INFORMATION:
+--
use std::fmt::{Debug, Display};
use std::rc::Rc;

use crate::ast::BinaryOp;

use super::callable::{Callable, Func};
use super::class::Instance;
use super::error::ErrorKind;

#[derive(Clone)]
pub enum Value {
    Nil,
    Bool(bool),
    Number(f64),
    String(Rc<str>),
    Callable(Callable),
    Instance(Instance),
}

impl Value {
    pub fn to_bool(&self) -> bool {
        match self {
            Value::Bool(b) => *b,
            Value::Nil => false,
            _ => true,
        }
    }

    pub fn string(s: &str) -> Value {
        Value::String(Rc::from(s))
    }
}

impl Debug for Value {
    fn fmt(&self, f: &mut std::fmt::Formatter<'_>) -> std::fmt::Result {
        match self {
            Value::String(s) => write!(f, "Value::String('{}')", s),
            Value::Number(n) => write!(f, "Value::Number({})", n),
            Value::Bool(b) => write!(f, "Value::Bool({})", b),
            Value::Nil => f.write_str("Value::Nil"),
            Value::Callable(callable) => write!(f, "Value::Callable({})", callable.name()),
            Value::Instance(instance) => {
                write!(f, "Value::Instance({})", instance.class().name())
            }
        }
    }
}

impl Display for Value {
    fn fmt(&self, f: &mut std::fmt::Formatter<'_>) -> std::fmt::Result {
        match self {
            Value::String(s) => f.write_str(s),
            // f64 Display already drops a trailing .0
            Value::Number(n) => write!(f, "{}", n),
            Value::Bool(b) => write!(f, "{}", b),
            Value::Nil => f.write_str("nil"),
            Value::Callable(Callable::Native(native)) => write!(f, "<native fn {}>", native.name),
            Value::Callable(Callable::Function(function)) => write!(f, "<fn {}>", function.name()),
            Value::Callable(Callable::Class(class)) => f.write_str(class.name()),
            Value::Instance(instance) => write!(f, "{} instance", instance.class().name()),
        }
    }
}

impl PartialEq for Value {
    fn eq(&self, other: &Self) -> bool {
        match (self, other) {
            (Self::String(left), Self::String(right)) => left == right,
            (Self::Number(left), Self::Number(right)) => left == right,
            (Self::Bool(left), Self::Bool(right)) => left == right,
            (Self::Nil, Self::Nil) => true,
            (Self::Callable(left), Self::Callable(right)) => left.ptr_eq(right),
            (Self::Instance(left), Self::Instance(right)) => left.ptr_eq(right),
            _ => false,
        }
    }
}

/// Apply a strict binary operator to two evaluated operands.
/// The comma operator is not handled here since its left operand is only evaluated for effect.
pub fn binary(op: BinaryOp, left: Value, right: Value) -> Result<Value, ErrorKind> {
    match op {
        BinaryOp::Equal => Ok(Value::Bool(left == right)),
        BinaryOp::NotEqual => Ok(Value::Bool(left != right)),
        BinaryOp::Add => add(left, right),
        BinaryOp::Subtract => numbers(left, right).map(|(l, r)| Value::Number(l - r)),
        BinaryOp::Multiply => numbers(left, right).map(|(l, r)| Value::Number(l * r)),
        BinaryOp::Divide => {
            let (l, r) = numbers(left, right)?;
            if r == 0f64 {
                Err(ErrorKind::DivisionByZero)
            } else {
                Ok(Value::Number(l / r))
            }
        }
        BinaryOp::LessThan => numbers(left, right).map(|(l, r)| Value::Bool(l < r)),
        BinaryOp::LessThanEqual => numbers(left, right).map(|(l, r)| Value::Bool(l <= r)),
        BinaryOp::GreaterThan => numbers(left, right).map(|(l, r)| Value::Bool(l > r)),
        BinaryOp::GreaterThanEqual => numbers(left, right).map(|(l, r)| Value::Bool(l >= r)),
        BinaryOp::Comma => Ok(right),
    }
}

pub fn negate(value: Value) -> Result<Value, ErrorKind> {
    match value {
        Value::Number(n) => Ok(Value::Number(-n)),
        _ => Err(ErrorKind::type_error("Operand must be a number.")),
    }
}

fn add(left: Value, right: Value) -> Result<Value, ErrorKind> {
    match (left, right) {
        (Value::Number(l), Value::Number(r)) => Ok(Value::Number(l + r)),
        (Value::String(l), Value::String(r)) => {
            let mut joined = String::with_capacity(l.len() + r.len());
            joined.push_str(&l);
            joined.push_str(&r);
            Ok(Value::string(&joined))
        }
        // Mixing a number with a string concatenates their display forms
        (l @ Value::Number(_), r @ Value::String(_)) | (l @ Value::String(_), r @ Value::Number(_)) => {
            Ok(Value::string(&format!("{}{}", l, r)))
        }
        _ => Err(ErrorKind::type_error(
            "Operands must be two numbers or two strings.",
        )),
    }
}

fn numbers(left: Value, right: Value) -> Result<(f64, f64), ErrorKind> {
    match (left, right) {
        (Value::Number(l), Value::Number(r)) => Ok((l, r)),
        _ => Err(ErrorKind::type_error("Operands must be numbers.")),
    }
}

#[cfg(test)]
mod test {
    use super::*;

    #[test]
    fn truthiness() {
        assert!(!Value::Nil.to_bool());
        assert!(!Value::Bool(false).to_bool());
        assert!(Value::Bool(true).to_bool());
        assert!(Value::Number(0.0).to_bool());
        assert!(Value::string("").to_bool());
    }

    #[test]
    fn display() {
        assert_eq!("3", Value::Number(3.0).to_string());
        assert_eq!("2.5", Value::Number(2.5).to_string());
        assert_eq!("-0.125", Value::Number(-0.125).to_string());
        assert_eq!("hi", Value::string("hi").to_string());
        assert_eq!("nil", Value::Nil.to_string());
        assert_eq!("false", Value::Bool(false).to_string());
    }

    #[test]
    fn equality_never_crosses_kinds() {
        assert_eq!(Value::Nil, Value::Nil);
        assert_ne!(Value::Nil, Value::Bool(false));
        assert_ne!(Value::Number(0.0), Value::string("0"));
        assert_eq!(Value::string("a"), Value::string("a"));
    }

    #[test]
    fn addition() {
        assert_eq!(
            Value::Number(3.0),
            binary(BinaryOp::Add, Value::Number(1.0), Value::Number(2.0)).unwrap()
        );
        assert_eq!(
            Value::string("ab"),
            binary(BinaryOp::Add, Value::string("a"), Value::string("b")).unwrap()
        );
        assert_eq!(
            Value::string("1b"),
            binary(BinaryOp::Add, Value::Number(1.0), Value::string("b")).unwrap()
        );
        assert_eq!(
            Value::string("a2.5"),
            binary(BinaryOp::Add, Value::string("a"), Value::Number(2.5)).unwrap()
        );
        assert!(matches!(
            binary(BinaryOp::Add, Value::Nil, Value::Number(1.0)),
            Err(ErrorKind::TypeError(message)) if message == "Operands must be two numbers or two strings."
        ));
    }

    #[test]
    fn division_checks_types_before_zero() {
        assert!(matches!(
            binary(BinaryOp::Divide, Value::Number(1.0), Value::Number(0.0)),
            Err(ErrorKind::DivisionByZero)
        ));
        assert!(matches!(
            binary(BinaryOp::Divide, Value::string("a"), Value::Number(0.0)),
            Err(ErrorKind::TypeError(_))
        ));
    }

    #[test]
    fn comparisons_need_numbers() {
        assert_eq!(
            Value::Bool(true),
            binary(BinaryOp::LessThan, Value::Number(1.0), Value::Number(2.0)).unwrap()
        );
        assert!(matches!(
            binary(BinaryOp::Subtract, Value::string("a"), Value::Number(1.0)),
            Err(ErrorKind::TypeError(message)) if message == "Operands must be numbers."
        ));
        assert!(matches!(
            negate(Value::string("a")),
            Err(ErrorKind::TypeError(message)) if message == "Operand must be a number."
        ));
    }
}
+--
WHAT THIS TASK INVOLVES:
From the entries above, extract each line containing "unwrap".

WRITTEN SOLUTION:
            binary(BinaryOp::Add, Value::Number(1.0), Value::Number(2.0)).unwrap()
            binary(BinaryOp::Add, Value::string("a"), Value::string("b")).unwrap()
            binary(BinaryOp::Add, Value::Number(1.0), Value::string("b")).unwrap()
            binary(BinaryOp::Add, Value::string("a"), Value::Number(2.5)).unwrap()
            binary(BinaryOp::LessThan, Value::Number(1.0), Value::Number(2.0)).unwrap()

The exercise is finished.